Killmonger and T’Challas upbringings were those of an orphan and a prince. Killmonger was stripped of this birthright, he is the son of King T’Chaka’s brother N’Jobu. N’Jobu had taken a war dog assignment in the United States. During his time in the states he witnessed the oppression of his people such as mass incarceration and poverty He falls in love with an African American woman. Killmonger’s father helps Ulysses Klaue steal vibranium from Wakanda in an effort to gain the resources to aid his suffering brothers and sisters. T’Chaka confronts him and ends up killing him. In T’Chaka’s defense the murder was to the save the life of Zuri, when frankly it was to maintain a lie about Wakanda being a primitive country. T’Chaka’s attempt to save a life damned Killmonger’s life. Killmonger is left alone in the hoods of California to survive. By his own merit, Killmonger graduates from MIT and joins the military’s ghost units. In the military he severs the role of a tool to take down governments. Killmonger only knows stories of Wakanda and its surreal beauty. A Wardog tattoo is left to him by his father, as his key into his native land. A native land, that he kind of resents. The land that outcast his father and his people (non-Wakandan Blacks).

T’Challa is the son of T’Chaka, making Killmonger and him cousin, and is the Black Panther. T’Challa is surrounded by support and culture from his family. He wants for nothing, expect for aid in progressing through life without his father. His father who he idealized and worshiped just to find out he was not the man he believed him to be. T’Challa’s ancestral privilege blinded him from seeing the truth and Killmonger’s desire to use Wakanda’s resources to support other blacks globally. This ancestral privilege cuts him off from feeling connected to other black communitys’s worldwide, because he knows specifically what place he is from and what people are his. All of the Wakandans have always been home, as opposed to the black community of diasporic Africans Killmonger is from. In the eyes of the Wakandans presented in the film, with the exception of Nakai, they see only themselves as each other’s people. W’Kabi comments on foreign aid were simply “if you let refuges in they bring their problems,” T’Challa did not appear to oppose this comment (Black Panther). Through darker lenses Wakanda parallels US isolationism with not wanting to be involved with matters that do not concern them, but having spies planted all over the world.

Killmonger as an allegory for black pain was presented in the opening Museum scene. In the British museum scene with the African artifacts, Killmonger is casually browsing the art pieces. He is the only black person present in the scene and the only person being watched by the white security team. He confronts the museum curator by asking about a hand axe, he corrects her on where the axe is actually from (Wakanda).
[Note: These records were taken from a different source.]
//! Query-string encoding of table state.

use tableus_core::{
    Filter, FilterDefinition, FilterType, PaginationState, SortingEntry, TableConfig,
    is_empty_value, is_truthy, render_value,
};
use tableus_error::{
    ConfigError, FilterDefinitionNotFoundError, TableusResult, UnsupportedFilterTypeError,
    UrlError,
};
use tracing::{debug, instrument};
use url::Url;

/// Whether `url` starts with `http://` or `https://`.
pub fn is_absolute_url(url: &str) -> bool {
    url.starts_with("http://") || url.starts_with("https://")
}

/// Resolves the configured endpoint into a request URL.
///
/// Absolute URLs are used as-is. Anything else is appended to `origin`, the
/// origin of the page the table runs on.
///
/// # Errors
///
/// Returns a config error for a relative URL without an origin, and a URL
/// error when the result does not parse.
#[instrument(level = "debug", skip(origin))]
pub fn resolve_url(url: &str, origin: Option<&str>) -> TableusResult<Url> {
    let full = if is_absolute_url(url) {
        url.to_string()
    } else {
        let origin = origin.ok_or_else(|| {
            ConfigError::new("TABLEUS_ORIGIN", format!("relative url '{}' needs an origin", url))
        })?;
        format!("{}{}", origin, url)
    };

    let resolved = Url::parse(&full).map_err(|e| UrlError::new(&full, e.to_string()))?;
    debug!(url = %resolved, "Resolved request url");
    Ok(resolved)
}

/// Sets `name` to `value`, replacing the first existing pair in place and
/// dropping later duplicates. Appends when the name is not present.
pub fn set_query_param(url: &mut Url, name: &str, value: &str) {
    let mut pairs: Vec<(String, String)> = url.query_pairs().into_owned().collect();
    let mut found = false;
    pairs.retain_mut(|(key, current)| {
        if key != name {
            return true;
        }
        if found {
            return false;
        }
        found = true;
        *current = value.to_string();
        true
    });
    if !found {
        pairs.push((name.to_string(), value.to_string()));
    }
    url.query_pairs_mut().clear().extend_pairs(pairs);
}

/// Writes `page` (1-based) and `per_page`.
pub fn set_pagination_query_params(url: &mut Url, pagination: &PaginationState) {
    set_query_param(url, "page", &pagination.page_index.saturating_add(1).to_string());
    set_query_param(url, "per_page", &pagination.page_size.to_string());
}

/// Writes `sort` as comma-joined column ids, `-` marking descending columns.
pub fn set_sorting_query_params(url: &mut Url, sorting: &[SortingEntry]) {
    let sort = sorting
        .iter()
        .map(|entry| {
            if entry.desc {
                format!("-{}", entry.id)
            } else {
                entry.id.clone()
            }
        })
        .collect::<Vec<_>>()
        .join(",");
    set_query_param(url, "sort", &sort);
}

/// Reads a `sort` parameter back into sorting entries.
///
/// Empty segments are skipped.
///
/// # Examples
///
/// ```
/// use tableus_laravel::parse_sort_param;
///
/// let sorting = parse_sort_param("name,-created_at");
/// assert_eq!(sorting[0].id, "name");
/// assert!(sorting[1].desc);
/// ```
pub fn parse_sort_param(sort: &str) -> Vec<SortingEntry> {
    sort.split(',')
        .map(str::trim)
        .filter(|s| !s.is_empty())
        .map(|s| match s.strip_prefix('-') {
            Some(id) => SortingEntry::desc(id),
            None => SortingEntry::asc(s),
        })
        .collect()
}

/// Parameter name for a builtin filter.
///
/// The trailing `=` belongs to the name; the backend expects it there.
pub fn filter_param_name(key: &str) -> String {
    format!("filter[{}]=", key)
}

/// Writes `filters` into `url` using the definitions in `table_config`.
///
/// Definitions are resolved for every filter before the URL is touched, so a
/// missing definition leaves the URL unchanged. Filters whose value is `null`
/// or empty are skipped. Custom definitions hand the filter to their
/// translator; builtin definitions encode by filter type.
///
/// # Errors
///
/// Fails on the first filter without a definition, on a builtin filter with
/// an unsupported type, and with whatever a translator returns. Filters
/// encoded before an unsupported type stay applied.
#[instrument(level = "debug", skip_all, fields(filters = filters.len()))]
pub fn set_filters_query_params(
    url: &mut Url,
    filters: &[Filter],
    table_config: &TableConfig,
) -> TableusResult<()> {
    let resolved = filters
        .iter()
        .map(|filter| {
            table_config
                .find_definition(&filter.key)
                .map(|definition| (filter, definition))
                .ok_or_else(|| FilterDefinitionNotFoundError::new(&filter.key))
        })
        .collect::<Result<Vec<_>, _>>()?;

    for (filter, definition) in resolved {
        if is_empty_value(&filter.value) {
            continue;
        }

        match definition {
            FilterDefinition::Custom { translator, .. } => translator.translate(filter, url)?,
            FilterDefinition::Builtin { .. } => match &filter.filter_type {
                FilterType::Search | FilterType::Select => {
                    set_query_param(
                        url,
                        &filter_param_name(&filter.key),
                        &render_value(&filter.value),
                    );
                }
                FilterType::Check => {
                    if is_truthy(&filter.value) {
                        set_query_param(
                            url,
                            &filter_param_name(&filter.key),
                            &render_value(&filter.value),
                        );
                    }
                }
                FilterType::Other(name) => {
                    return Err(UnsupportedFilterTypeError::new(name.clone()).into());
                }
            },
        }
    }

    Ok(())
}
In a condescending tone she does not believe him. It is almost ironic that a white person will not believe a black person on their own history. Killmonger throws in her face that he will just take the artifact back, just as her ancestors stole it on the first place. The women’s face looks appalled as if he had said lies. By using medium and medium close-up shots of Killmonger and the museum curator, the directors were able to establish the tense dialog between the two characters. In this scene Killmonger is showing the desire all minorities have to want pieces of their culture and nation back. Because, if not being able to physically visit a piece of home can be a medium, an especially strong medium if home has never been seen. Killmonger fits this profile, since he was born in the United States and only heard stories about Wakanda. Before making his escape with the vibranium axe, Killmonger spots a traditional mask and says he is “feeling it”, even if it opposes his urban style (Black Panther). His denim jacket, white shirt, gold chain, hipster glasses, and dreadlocks to the side depicted Killmonger as the black community that has lost their connection to their ancestral state and have taken on the common style of their new world.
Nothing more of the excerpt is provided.